In fact, all forms of
Shikantaza have an "object of meditation", a place to focus or place the mind to build concentration and quiet the thoughts (hopefully to soften the border and pass through "object" and "subject"), while dropping all effort to attain and releasing all judgments. At Treeleaf, I teach counting the breaths, or observing the breath, merely as a way to settle the mind for beginners or to settle down on particularly cloudy, stormy days. As our central "objectless" object of meditation, I recommend open, spacious sitting centered on everything and nothing at all ... sitting with open, spacious awareness ... sitting with the whole world but without being lost in trains of thought (which I also sometimes describe as having the mind focused on "no place and everyplace at once"). That open stillness is our "object of concentration". My reason for that is simply that I believe it makes it a bit easier to take this practice off the Zafu and out into the world.

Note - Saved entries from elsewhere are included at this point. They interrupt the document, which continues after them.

//! In-memory instance inventory backed by a [`MemoryEcs`].

use std::collections::BTreeMap;
use std::sync::atomic::{AtomicBool, AtomicU32, Ordering};
use std::sync::Arc;

use async_trait::async_trait;
use elastic_backend::{ContainerInstance, MemoryEcs};
use elastic_core::{ConsoleLog, ElasticProfile, Platform, PluginSettings};
use tracing::info;

use crate::error::{SelectionError, SelectionResult};
use crate::selector::InstanceInventory;

/// "Provisions" instances by registering them directly with a memory
/// backend. Clones share the counter and scripting.
#[derive(Clone)]
pub struct MemoryInventory {
    ecs: MemoryEcs,
    cpu: u32,
    memory_mib: u32,
    provisioned: Arc<AtomicU32>,
    fail_next: Arc<AtomicBool>,
}

impl MemoryInventory {
    /// Instances with 4 vCPU and 8 GiB.
    pub fn new(ecs: MemoryEcs) -> Self {
        Self::with_capacity(ecs, 4096, 8192)
    }

    pub fn with_capacity(ecs: MemoryEcs, cpu: u32, memory_mib: u32) -> Self {
        Self {
            ecs,
            cpu,
            memory_mib,
            provisioned: Arc::new(AtomicU32::new(0)),
            fail_next: Arc::new(AtomicBool::new(false)),
        }
    }

    /// The next `provision` call fails.
    pub fn fail_next(&self) {
        self.fail_next.store(true, Ordering::SeqCst);
    }

    /// Number of instances provisioned so far.
    pub fn provisioned(&self) -> u32 {
        self.provisioned.load(Ordering::SeqCst)
    }
}

#[async_trait]
impl InstanceInventory for MemoryInventory {
    async fn provision(
        &self,
        settings: &PluginSettings,
        profile: &ElasticProfile,
        console: &dyn ConsoleLog,
    ) -> SelectionResult<ContainerInstance> {
        console.append(&format!(
            "Creating a new {} container instance in cluster {}.",
            profile.platform.label(),
            settings.cluster_name
        ));
        if self.fail_next.swap(false, Ordering::SeqCst) {
            return Err(SelectionError::Provisioning(
                "instance limit exceeded".to_string(),
            ));
        }

        let n = self.provisioned.fetch_add(1, Ordering::SeqCst) + 1;
        let os = match profile.platform {
            Platform::Linux => "linux",
            Platform::Windows => "windows",
        };
        let mut attributes = BTreeMap::new();
        attributes.insert("ecs.os-type".to_string(), os.to_string());
        if let Some(instance_type) = &profile.instance_type {
            attributes.insert("ecs.instance-type".to_string(), instance_type.clone());
        }

        let instance = ContainerInstance {
            container_instance_arn: format!(
                "arn:aws:ecs:local:000000000000:container-instance/{}/{n:08}",
                settings.cluster_name
            ),
            ec2_instance_id: format!("i-{n:017x}"),
            status: "ACTIVE".to_string(),
            running_tasks_count: 0,
            pending_tasks_count: 0,
            registered_cpu: self.cpu,
            registered_memory_mib: self.memory_mib,
            remaining_cpu: self.cpu,
            remaining_memory_mib: self.memory_mib,
            attributes,
        };
        self.ecs.add_container_instance(instance.clone());
        info!(ec2_instance_id = %instance.ec2_instance_id, os, "provisioned memory instance");
        Ok(instance)
    }
}
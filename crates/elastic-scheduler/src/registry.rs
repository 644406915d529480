//! Task definition registry client.

use std::sync::Arc;

use elastic_backend::{BackendResult, EcsApi, TaskDefinition};
use tracing::{debug, info, warn};

use crate::error::{SchedulerError, SchedulerResult};
use crate::task_spec::TaskSpecification;

/// A definition the backend accepted.
#[derive(Debug, Clone, PartialEq, Eq)]
pub struct RegisteredDefinition {
    pub arn: String,
    pub family: String,
    pub revision: u32,
    pub definition: TaskDefinition,
}

/// Registers and removes task definitions.
#[derive(Clone)]
pub struct DefinitionRegistry {
    ecs: Arc<dyn EcsApi>,
}

impl DefinitionRegistry {
    pub fn new(ecs: Arc<dyn EcsApi>) -> Self {
        Self { ecs }
    }

    pub async fn register(&self, spec: &TaskSpecification) -> SchedulerResult<RegisteredDefinition> {
        let request = spec.to_register_request();
        debug!(?request, "registering task definition");
        let definition = self
            .ecs
            .register_task_definition(request)
            .await
            .map_err(|source| SchedulerError::Registration {
                task_name: spec.name.clone(),
                source,
            })?;
        info!(
            arn = %definition.task_definition_arn,
            revision = definition.revision,
            "task definition registered"
        );
        Ok(RegisteredDefinition {
            arn: definition.task_definition_arn.clone(),
            family: definition.family.clone(),
            revision: definition.revision,
            definition,
        })
    }

    pub async fn deregister(&self, arn: &str) -> BackendResult<()> {
        self.ecs.deregister_task_definition(arn).await.map(|_| ())
    }

    pub async fn delete(&self, arn: &str) -> BackendResult<()> {
        self.ecs.delete_task_definitions(&[arn.to_string()]).await
    }

    /// Deregister then delete. Both steps run even if the first fails;
    /// failures are logged, never returned.
    pub async fn cleanup(&self, arn: &str) {
        info!(%arn, "deregistering task definition");
        if let Err(e) = self.deregister(arn).await {
            warn!(%arn, error = %e, "failed to deregister task definition");
        }
        info!(%arn, "deleting task definition");
        if let Err(e) = self.delete(arn).await {
            warn!(%arn, error = %e, "failed to delete task definition");
        }
    }
}
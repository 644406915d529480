use std::path::Path;

use elastic_core::{PluginSettings, ScheduleRequest};
use elastic_scheduler::TaskSpecification;

pub fn plan(settings: &Path, request: &Path, server_id: &str) -> anyhow::Result<()> {
    let settings = super::load_settings(settings)?;
    let request = super::load_request(request)?;
    println!("{}", render(&request, &settings, server_id)?);
    Ok(())
}

/// The registration request as JSON.
pub fn render(
    request: &ScheduleRequest,
    settings: &PluginSettings,
    server_id: &str,
) -> anyhow::Result<String> {
    let spec = TaskSpecification::build(request, settings, server_id)?;
    tracing::debug!(task = %spec.name, stop_policy = ?spec.stop_policy, "built task specification");
    Ok(serde_json::to_string_pretty(&spec.to_register_request())?)
}

#[cfg(test)]
mod tests {
    use super::*;
    use elastic_core::{ElasticProfile, JobIdentifier};

    #[test]
    fn renders_registration_json() {
        let request = ScheduleRequest {
            job_identifier: JobIdentifier {
                pipeline_name: "build".to_string(),
                pipeline_counter: 1,
                pipeline_label: "1".to_string(),
                stage_name: "s".to_string(),
                stage_counter: "1".to_string(),
                job_name: "j".to_string(),
                job_id: 1,
            },
            environment: "prod".to_string(),
            profile: ElasticProfile::new("gocd/agent", 512),
            auto_register_key: "k".to_string(),
        };
        let settings = PluginSettings::new("https://ci", "agents");

        let json = render(&request, &settings, "srv").unwrap();
        let value: serde_json::Value = serde_json::from_str(&json).unwrap();
        assert!(value["family"].as_str().unwrap().starts_with("GoCD"));
        assert_eq!(value["containerDefinitions"][0]["image"], "gocd/agent");
        assert_eq!(
            value["containerDefinitions"][0]["dockerLabels"]["server-id"],
            "srv"
        );
    }
}
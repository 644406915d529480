//! Wire model for the backend's task and task definition API.
//!
//! Field names follow the backend's JSON shape (camelCase) so a rendered
//! registration request reads the same as the one sent over the wire.

use std::collections::BTreeMap;

use elastic_core::{Labels, LogConfiguration};
use serde::{Deserialize, Serialize};

// ── Task definitions ────────────────────────────────────────────────

#[derive(Debug, Clone, Copy, PartialEq, Eq, Serialize, Deserialize)]
#[serde(rename_all = "lowercase")]
pub enum NetworkMode {
    Bridge,
    Awsvpc,
    Default,
}

#[derive(Debug, Clone, Copy, PartialEq, Eq, Serialize, Deserialize)]
#[serde(rename_all = "UPPERCASE")]
pub enum Compatibility {
    Ec2,
    Fargate,
}

#[derive(Debug, Clone, PartialEq, Eq, Serialize, Deserialize)]
#[serde(rename_all = "camelCase")]
pub struct MountPoint {
    pub source_volume: String,
    pub container_path: String,
    pub read_only: bool,
}

#[derive(Debug, Clone, PartialEq, Eq, Serialize, Deserialize)]
#[serde(rename_all = "camelCase")]
pub struct Volume {
    pub name: String,
    pub host_path: Option<String>,
}

#[derive(Debug, Clone, PartialEq, Eq, Serialize, Deserialize)]
#[serde(rename_all = "camelCase")]
pub struct ContainerDefinition {
    pub name: String,
    pub image: String,
    #[serde(default)]
    pub command: Vec<String>,
    #[serde(default)]
    pub environment: BTreeMap<String, String>,
    #[serde(default)]
    pub docker_labels: Labels,
    /// Hard limit in MiB.
    pub memory: Option<u32>,
    /// Soft reservation in MiB.
    pub memory_reservation: Option<u32>,
    #[serde(default)]
    pub cpu: u32,
    #[serde(default)]
    pub privileged: bool,
    #[serde(default)]
    pub essential: bool,
    #[serde(default)]
    pub mount_points: Vec<MountPoint>,
    pub log_configuration: Option<LogConfiguration>,
}

/// Body of a task definition registration.
#[derive(Debug, Clone, PartialEq, Eq, Serialize, Deserialize)]
#[serde(rename_all = "camelCase")]
pub struct RegisterTaskDefinition {
    pub family: String,
    pub container_definitions: Vec<ContainerDefinition>,
    #[serde(default)]
    pub volumes: Vec<Volume>,
    pub network_mode: NetworkMode,
    pub requires_compatibilities: Vec<Compatibility>,
    /// Task-level CPU units; required for serverless tasks.
    pub cpu: Option<String>,
    /// Task-level memory in MiB; required for serverless tasks.
    pub memory: Option<String>,
    pub task_role_arn: Option<String>,
    pub execution_role_arn: Option<String>,
}

#[derive(Debug, Clone, Copy, PartialEq, Eq, Serialize, Deserialize)]
#[serde(rename_all = "SCREAMING_SNAKE_CASE")]
pub enum TaskDefinitionStatus {
    Active,
    Inactive,
    DeleteInProgress,
}

#[derive(Debug, Clone, PartialEq, Eq, Serialize, Deserialize)]
#[serde(rename_all = "camelCase")]
pub struct TaskDefinition {
    pub task_definition_arn: String,
    pub family: String,
    pub revision: u32,
    pub status: TaskDefinitionStatus,
    pub container_definitions: Vec<ContainerDefinition>,
    pub network_mode: NetworkMode,
    pub requires_compatibilities: Vec<Compatibility>,
    pub cpu: Option<String>,
    pub memory: Option<String>,
}

impl TaskDefinition {
    /// Labels of the first container, where ownership labels live.
    pub fn primary_labels(&self) -> Option<&Labels> {
        self.container_definitions.first().map(|c| &c.docker_labels)
    }
}

// ── Launching ──────────────────────────────────────────────────────

#[derive(Debug, Clone, Copy, PartialEq, Eq, Serialize, Deserialize)]
#[serde(rename_all = "UPPERCASE")]
pub enum LaunchType {
    Ec2,
    Fargate,
}

#[derive(Debug, Clone, PartialEq, Eq, Serialize, Deserialize)]
#[serde(rename_all = "camelCase")]
pub struct CapacityProviderStrategyItem {
    pub capacity_provider: String,
    pub weight: u32,
    pub base: u32,
}

impl CapacityProviderStrategyItem {
    pub fn new(capacity_provider: impl Into<String>) -> Self {
        Self {
            capacity_provider: capacity_provider.into(),
            weight: 1,
            base: 0,
        }
    }
}

#[derive(Debug, Clone, PartialEq, Eq, Serialize, Deserialize)]
#[serde(rename_all = "camelCase")]
pub struct AwsVpcConfiguration {
    pub subnets: Vec<String>,
    pub security_groups: Vec<String>,
    pub assign_public_ip: bool,
}

#[derive(Debug, Clone, PartialEq, Eq, Serialize, Deserialize)]
#[serde(rename_all = "camelCase")]
pub struct NetworkConfiguration {
    pub awsvpc_configuration: AwsVpcConfiguration,
}

/// Place a task on specific container instances.
#[derive(Debug, Clone, PartialEq, Eq, Serialize, Deserialize)]
#[serde(rename_all = "camelCase")]
pub struct StartTask {
    pub cluster: String,
    pub task_definition: String,
    pub container_instances: Vec<String>,
    pub started_by: Option<String>,
}

/// Let the backend place a task, by capacity provider strategy or launch type.
#[derive(Debug, Clone, PartialEq, Eq, Serialize, Deserialize)]
#[serde(rename_all = "camelCase")]
pub struct RunTask {
    pub cluster: String,
    pub task_definition: String,
    #[serde(default)]
    pub capacity_provider_strategy: Vec<CapacityProviderStrategyItem>,
    pub launch_type: Option<LaunchType>,
    pub network_configuration: Option<NetworkConfiguration>,
    pub started_by: Option<String>,
}

#[derive(Debug, Clone, PartialEq, Eq, Serialize, Deserialize)]
#[serde(rename_all = "camelCase")]
pub struct Failure {
    pub arn: Option<String>,
    pub reason: String,
}

/// Response of `start_task` / `run_task`.
#[derive(Debug, Clone, Default, PartialEq, Eq, Serialize, Deserialize)]
pub struct LaunchOutcome {
    pub tasks: Vec<Task>,
    pub failures: Vec<Failure>,
}

impl LaunchOutcome {
    /// Started iff nothing failed and at least one task came back.
    pub fn is_started(&self) -> bool {
        self.failures.is_empty() && !self.tasks.is_empty()
    }
}

// ── Tasks ──────────────────────────────────────────────────────────

#[derive(Debug, Clone, Copy, PartialEq, Eq, Serialize, Deserialize)]
#[serde(rename_all = "UPPERCASE")]
pub enum DesiredStatus {
    Running,
    Pending,
    Stopped,
}

#[derive(Debug, Clone, PartialEq, Eq, Serialize, Deserialize)]
#[serde(rename_all = "camelCase")]
pub struct Container {
    pub name: String,
    pub image: Option<String>,
    pub last_status: String,
}

#[derive(Debug, Clone, PartialEq, Eq, Serialize, Deserialize)]
#[serde(rename_all = "camelCase")]
pub struct Task {
    pub task_arn: String,
    pub task_definition_arn: String,
    pub cluster: String,
    /// Absent for serverless tasks.
    pub container_instance_arn: Option<String>,
    pub last_status: String,
    pub desired_status: DesiredStatus,
    pub launch_type: Option<LaunchType>,
    pub capacity_provider_name: Option<String>,
    /// Unix timestamp (seconds).
    pub created_at: Option<u64>,
    #[serde(default)]
    pub containers: Vec<Container>,
}

#[derive(Debug, Clone, PartialEq, Eq, Serialize, Deserialize)]
#[serde(rename_all = "camelCase")]
pub struct ListTasks {
    pub cluster: String,
    pub desired_status: Option<DesiredStatus>,
}

// ── Container instances ────────────────────────────────────────────

/// A registered instance able to host instance-backed tasks.
#[derive(Debug, Clone, PartialEq, Eq, Serialize, Deserialize)]
#[serde(rename_all = "camelCase")]
pub struct ContainerInstance {
    pub container_instance_arn: String,
    pub ec2_instance_id: String,
    /// `ACTIVE`, `DRAINING`, ...
    pub status: String,
    pub running_tasks_count: u32,
    pub pending_tasks_count: u32,
    pub registered_cpu: u32,
    pub registered_memory_mib: u32,
    pub remaining_cpu: u32,
    pub remaining_memory_mib: u32,
    /// Includes `ecs.os-type` (`linux` / `windows`).
    #[serde(default)]
    pub attributes: BTreeMap<String, String>,
}

impl ContainerInstance {
    pub fn is_active(&self) -> bool {
        self.status.eq_ignore_ascii_case("ACTIVE")
    }

    pub fn is_idle(&self) -> bool {
        self.running_tasks_count == 0 && self.pending_tasks_count == 0
    }

    pub fn os_type(&self) -> Option<&str> {
        self.attributes.get("ecs.os-type").map(String::as_str)
    }
}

If you need a place to feel you are "placing the mind", I recommend on the top of the palm in the left hand while in the
Mudra (another traditional place for the focus in
Shikantaza). Yet, keep that "spacious, unobstructed, everywhere and no one place" emphasis.
If you have not read it before
(or even if you have), Uchiyama has one of the most elegant "diagrams" of Shikantaza's way in his book "Openning the Hand of Thought". Lovely.
Please go here, search the word "line", find page 52, entitled "Waking Up To Life", and read to page 60 (about the diagram drawing on page 54) ... notice especially the part where he says "Zazen is not being glued to line ZZ'" (what I might call "
returning to the clear, open, blue sky 10,00 times and 10,000 times again")
http://books.google.com/books?id=fOU_1v ... ne&f=false
Whether you focus on the posture, the breath, the top of the left hand, the
Hara, or the sensation of
clear, open blue sky (with clouds drifting out) that I recommend ... one should eventually sometimes attain to an
open, unobstructed, holding everything without discrimination or division feeling ... What Uchiyama calls "line ZZ" in his essay, and what I call clear open sky.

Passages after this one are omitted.